Much has been said about the friendship between the representatives of the two continents who confronted each other in Naples. Surprisingly, however, there are no in-depth studies on the relationship between the works of the two artists - if not for an essay that Robert Storr published in the Art Critics Magazine in 1990, where he defined the American artist as "a great cynic" and the German artist as "a great idealist". 
Indeed, the biggest difference between Beuys and Warhol, who actually seem to have got on very well, is their attitude toward (relationship with) money. 
Both artists reflected on the conditions of art production. 
Warhol embraced the new production techniques - which Walter Benjamin critically attacked due to the subsequent loss of the aura of the work that this process created - ably transforming them into his greatest strength: serial production. Warhol transformed his studio into a factory and began earning a substantial amount of money.
While Beuys reflected on the conditions on which the free market was based with the objective of radically changing it. The often talked about "Social Sculpture" generally consisted of discussions moderated by the German master, where he invited people to reflect upon the state of society with him, and to discuss the possible improvements for the future (equal rights for women and men, safeguarding the environment, workers' conditions and - last but not least - the economy).

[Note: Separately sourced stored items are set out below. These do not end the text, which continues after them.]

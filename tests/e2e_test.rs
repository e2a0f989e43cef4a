//! End-to-end tests against a running server
//!
//! These tests require:
//! 1. PostgreSQL database running (with migrations applied)
//! 2. API server running on configured port
//!
//! Jobs are enqueued with an unregistered type so no marketplace or
//! Workers AI credentials are needed; the worker skips their items.
//!
//! Run with: cargo test --test e2e_test -- --ignored --nocapture
//!
//! Set API_BASE_URL to override default (http://localhost:3000)

use serde_json::{json, Value};

/// Get base URL from env or default to localhost
fn get_base_url() -> String {
    std::env::var("API_BASE_URL").unwrap_or_else(|_| "http://localhost:3000".to_string())
}

#[tokio::test]
#[ignore] // Requires running API server and PostgreSQL
async fn test_e2e_health_check() {
    let base_url = get_base_url();
    let client = reqwest::Client::new();

    let response = client
        .get(format!("{}/health", base_url))
        .send()
        .await
        .expect("Health check failed");

    assert!(
        response.status().is_success(),
        "Health check returned non-success status: {}",
        response.status()
    );

    println!("✓ Health check passed");
}

#[tokio::test]
#[ignore] // Requires running API server and PostgreSQL
async fn test_e2e_enqueue_and_run() {
    let base_url = get_base_url();
    let client = reqwest::Client::new();

    // 1. Enqueue
    let response = client
        .post(format!("{}/api/v1/jobs", base_url))
        .header("x-user-id", "e2e")
        .json(&json!({
            "type": "e2e-noop",
            "items": [{ "offerId": "E2E-1" }, { "offerId": "E2E-2" }, { "offerId": "" }]
        }))
        .send()
        .await
        .expect("Enqueue request failed");
    assert_eq!(response.status().as_u16(), 201);

    let created: Value = response.json().await.expect("Invalid enqueue response");
    assert_eq!(created["totalItems"], 2);
    let job_id = created["id"].as_str().expect("Missing job id").to_string();
    println!("  ✓ Enqueued job {}", job_id);

    // 2. Drain pending items; other jobs may be queued ahead of ours
    for _ in 0..10 {
        let summary: Value = client
            .post(format!("{}/api/v1/worker/run?limit=100", base_url))
            .send()
            .await
            .expect("Worker run failed")
            .json()
            .await
            .expect("Invalid worker response");
        println!("  ✓ Worker pass: {}", summary);

        let pending: Value = client
            .get(format!("{}/api/v1/jobs/{}/items?status=pending", base_url, job_id))
            .send()
            .await
            .expect("Item listing failed")
            .json()
            .await
            .expect("Invalid item listing");
        if pending.as_array().is_some_and(|items| items.is_empty()) {
            break;
        }
    }

    // 3. Items of an unregistered type end up skipped
    let skipped: Value = client
        .get(format!("{}/api/v1/jobs/{}/items?status=skipped", base_url, job_id))
        .send()
        .await
        .expect("Item listing failed")
        .json()
        .await
        .expect("Invalid item listing");
    assert_eq!(skipped.as_array().map(Vec::len), Some(2));

    let job: Value = client
        .get(format!("{}/api/v1/jobs/{}", base_url, job_id))
        .send()
        .await
        .expect("Job lookup failed")
        .json()
        .await
        .expect("Invalid job response");
    assert_eq!(job["totalItems"], 2);
    assert_eq!(job["processedItems"], 0);
    println!("  ✓ Job status: {}", job["status"]);
}

#[tokio::test]
#[ignore] // Requires running API server and PostgreSQL
async fn test_e2e_rejects_job_without_offers() {
    let base_url = get_base_url();
    let client = reqwest::Client::new();

    let response = client
        .post(format!("{}/api/v1/jobs", base_url))
        .json(&json!({ "type": "ai-rich", "items": [{ "sellerId": "s1" }] }))
        .send()
        .await
        .expect("Enqueue request failed");

    assert_eq!(response.status().as_u16(), 400);
    println!("✓ Job without offers rejected");
}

It is worth thinking about the great equation of Joseph Beuys, who signed the bank notes of different countries with his enigmatic comment: "Kunst = Kapital" or 'Art equals Capital'. Art means capital in the sense that it bears the potential to transform and improve life. For Beuys art was an expression of creativity that could be applied in every area of our lives; anyone's life, because, as Joseph Beuys sustained, "every human being is an artist".
In a certain way, Warhol's praxis of taking everyday objects and transforming them into cult objects follows the same line of thought, but was interpreted with different means and therefore produced different results. By denying and eliminating the divide between popular culture and the so-called "high-culture", Warhol turnedpeople, that the previous generations would never have considered before, into artists. While Warhol, right from the start, developed and used complex techniques, often void of any traces of the "producer", Beuys always physically intervened on his works, leaving well-distinguishable fingerprints. It is hard to image a greater difference than that between the aseptic industrial aesthetics of the pop artist and the raw, decadent and slightly foul-smelling materials clearly assembled by hand that the German artist favoured. And this is where we notice a situation which is in complete contrast with Warhol's technique: not only do the materials show the signs of the hand that made them, but those who touch the works risk being "marked" or permeated by the very same raw materials.